• INPUT FOR THIS TASK

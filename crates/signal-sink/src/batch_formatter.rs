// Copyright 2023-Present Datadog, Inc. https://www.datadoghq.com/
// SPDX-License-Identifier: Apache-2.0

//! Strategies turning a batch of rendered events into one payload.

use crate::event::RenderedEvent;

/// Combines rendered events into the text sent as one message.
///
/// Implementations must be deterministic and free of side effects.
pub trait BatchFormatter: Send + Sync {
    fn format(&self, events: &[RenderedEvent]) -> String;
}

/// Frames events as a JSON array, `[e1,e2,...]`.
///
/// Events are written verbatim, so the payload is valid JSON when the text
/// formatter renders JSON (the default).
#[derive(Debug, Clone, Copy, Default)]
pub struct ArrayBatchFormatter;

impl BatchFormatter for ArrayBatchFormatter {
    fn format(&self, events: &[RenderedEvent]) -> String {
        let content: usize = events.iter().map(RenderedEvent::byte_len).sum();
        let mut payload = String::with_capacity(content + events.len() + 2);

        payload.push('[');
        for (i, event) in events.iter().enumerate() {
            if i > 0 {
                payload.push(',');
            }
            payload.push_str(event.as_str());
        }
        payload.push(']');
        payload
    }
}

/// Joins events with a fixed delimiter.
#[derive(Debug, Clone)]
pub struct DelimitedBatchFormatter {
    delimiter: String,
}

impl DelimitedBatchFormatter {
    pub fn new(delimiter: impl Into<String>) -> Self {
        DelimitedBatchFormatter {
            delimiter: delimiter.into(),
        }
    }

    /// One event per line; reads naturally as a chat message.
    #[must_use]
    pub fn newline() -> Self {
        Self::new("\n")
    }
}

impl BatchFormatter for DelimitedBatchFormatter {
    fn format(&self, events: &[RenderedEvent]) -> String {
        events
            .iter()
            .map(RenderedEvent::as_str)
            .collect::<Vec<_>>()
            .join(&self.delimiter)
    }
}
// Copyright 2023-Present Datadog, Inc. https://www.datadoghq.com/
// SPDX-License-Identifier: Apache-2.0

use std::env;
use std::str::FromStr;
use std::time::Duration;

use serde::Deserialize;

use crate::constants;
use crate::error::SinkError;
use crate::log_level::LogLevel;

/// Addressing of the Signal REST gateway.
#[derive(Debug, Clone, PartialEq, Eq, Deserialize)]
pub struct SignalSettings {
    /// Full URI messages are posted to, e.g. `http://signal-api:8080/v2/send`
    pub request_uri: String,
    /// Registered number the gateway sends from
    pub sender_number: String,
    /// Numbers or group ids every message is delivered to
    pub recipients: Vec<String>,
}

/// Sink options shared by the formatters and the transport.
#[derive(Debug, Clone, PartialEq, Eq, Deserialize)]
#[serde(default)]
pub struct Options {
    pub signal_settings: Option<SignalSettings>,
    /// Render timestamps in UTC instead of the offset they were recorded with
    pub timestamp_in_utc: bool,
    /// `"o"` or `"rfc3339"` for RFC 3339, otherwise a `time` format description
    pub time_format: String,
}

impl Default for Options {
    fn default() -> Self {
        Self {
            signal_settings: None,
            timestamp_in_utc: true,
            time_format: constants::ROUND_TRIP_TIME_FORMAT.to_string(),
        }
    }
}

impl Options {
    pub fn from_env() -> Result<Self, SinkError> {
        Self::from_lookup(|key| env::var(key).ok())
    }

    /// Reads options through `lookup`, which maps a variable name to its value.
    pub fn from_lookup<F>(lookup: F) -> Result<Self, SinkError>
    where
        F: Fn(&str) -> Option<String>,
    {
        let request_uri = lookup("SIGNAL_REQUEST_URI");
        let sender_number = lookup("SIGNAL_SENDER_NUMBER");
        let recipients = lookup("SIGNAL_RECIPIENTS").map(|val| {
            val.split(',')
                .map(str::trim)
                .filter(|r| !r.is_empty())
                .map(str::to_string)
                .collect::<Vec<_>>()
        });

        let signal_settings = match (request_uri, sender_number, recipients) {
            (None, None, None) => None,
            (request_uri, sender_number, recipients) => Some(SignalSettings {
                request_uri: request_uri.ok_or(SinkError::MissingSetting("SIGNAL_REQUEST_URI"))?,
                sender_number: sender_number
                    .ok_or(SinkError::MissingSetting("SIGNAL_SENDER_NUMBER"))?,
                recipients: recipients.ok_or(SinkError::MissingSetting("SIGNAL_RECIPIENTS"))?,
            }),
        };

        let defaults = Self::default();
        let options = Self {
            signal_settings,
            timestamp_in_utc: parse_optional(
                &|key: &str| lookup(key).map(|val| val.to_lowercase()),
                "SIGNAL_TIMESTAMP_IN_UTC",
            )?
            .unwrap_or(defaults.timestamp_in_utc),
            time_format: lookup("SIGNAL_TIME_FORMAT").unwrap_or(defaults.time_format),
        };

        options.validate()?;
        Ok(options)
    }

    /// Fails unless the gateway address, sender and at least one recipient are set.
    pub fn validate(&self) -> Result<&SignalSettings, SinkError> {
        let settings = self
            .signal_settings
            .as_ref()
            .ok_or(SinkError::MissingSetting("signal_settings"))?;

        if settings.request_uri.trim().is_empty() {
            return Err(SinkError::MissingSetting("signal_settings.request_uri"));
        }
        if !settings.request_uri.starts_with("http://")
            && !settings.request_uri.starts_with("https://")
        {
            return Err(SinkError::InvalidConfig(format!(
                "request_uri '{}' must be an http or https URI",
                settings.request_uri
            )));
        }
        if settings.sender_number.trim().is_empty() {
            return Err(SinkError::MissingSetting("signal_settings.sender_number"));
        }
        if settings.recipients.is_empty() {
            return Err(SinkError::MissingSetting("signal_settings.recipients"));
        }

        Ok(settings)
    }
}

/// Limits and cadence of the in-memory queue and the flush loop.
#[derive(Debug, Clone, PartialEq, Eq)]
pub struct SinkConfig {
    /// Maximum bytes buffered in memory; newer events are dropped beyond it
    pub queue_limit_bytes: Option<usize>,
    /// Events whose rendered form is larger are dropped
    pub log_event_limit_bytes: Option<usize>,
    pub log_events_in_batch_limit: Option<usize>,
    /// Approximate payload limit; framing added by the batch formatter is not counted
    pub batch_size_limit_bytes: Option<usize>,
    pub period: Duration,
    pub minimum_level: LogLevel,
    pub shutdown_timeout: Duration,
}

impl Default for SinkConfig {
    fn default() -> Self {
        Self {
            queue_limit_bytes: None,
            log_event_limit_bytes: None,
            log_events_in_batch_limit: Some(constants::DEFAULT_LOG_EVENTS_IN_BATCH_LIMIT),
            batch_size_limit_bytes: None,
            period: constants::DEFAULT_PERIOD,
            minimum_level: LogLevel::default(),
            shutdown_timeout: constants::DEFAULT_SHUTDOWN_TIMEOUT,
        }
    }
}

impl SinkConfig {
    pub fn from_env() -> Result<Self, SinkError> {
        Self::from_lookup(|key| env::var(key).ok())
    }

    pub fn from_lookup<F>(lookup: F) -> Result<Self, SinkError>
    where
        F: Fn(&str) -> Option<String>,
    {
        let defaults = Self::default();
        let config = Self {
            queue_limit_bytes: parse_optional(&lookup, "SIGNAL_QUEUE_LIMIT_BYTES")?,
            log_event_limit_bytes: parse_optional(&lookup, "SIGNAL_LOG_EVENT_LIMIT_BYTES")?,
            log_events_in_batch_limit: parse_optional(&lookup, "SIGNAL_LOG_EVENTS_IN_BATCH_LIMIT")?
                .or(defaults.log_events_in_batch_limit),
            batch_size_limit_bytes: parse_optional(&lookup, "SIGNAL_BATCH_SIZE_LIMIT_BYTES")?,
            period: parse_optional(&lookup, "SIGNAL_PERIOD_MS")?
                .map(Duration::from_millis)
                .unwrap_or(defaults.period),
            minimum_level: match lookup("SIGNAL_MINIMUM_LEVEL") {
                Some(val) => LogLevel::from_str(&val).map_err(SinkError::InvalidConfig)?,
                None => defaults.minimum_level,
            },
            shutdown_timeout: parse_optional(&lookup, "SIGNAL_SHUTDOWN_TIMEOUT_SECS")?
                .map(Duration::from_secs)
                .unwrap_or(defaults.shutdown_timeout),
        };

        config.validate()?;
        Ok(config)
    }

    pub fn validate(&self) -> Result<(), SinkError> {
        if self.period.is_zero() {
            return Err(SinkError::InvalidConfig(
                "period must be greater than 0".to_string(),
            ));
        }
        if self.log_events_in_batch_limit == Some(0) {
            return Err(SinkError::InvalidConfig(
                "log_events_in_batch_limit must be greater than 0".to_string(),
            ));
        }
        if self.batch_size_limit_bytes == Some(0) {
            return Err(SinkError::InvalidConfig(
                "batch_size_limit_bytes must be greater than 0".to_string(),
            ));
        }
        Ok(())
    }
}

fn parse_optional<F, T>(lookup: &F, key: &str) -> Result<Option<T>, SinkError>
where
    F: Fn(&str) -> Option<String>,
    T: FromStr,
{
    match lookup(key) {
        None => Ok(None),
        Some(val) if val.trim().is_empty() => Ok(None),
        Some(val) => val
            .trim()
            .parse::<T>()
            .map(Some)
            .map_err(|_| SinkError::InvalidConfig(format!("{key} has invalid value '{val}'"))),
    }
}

• EXERCISE PROMPT
The answer should be one number, the count of lines in this material that include the word "Some".

• ANSWER SPACE
8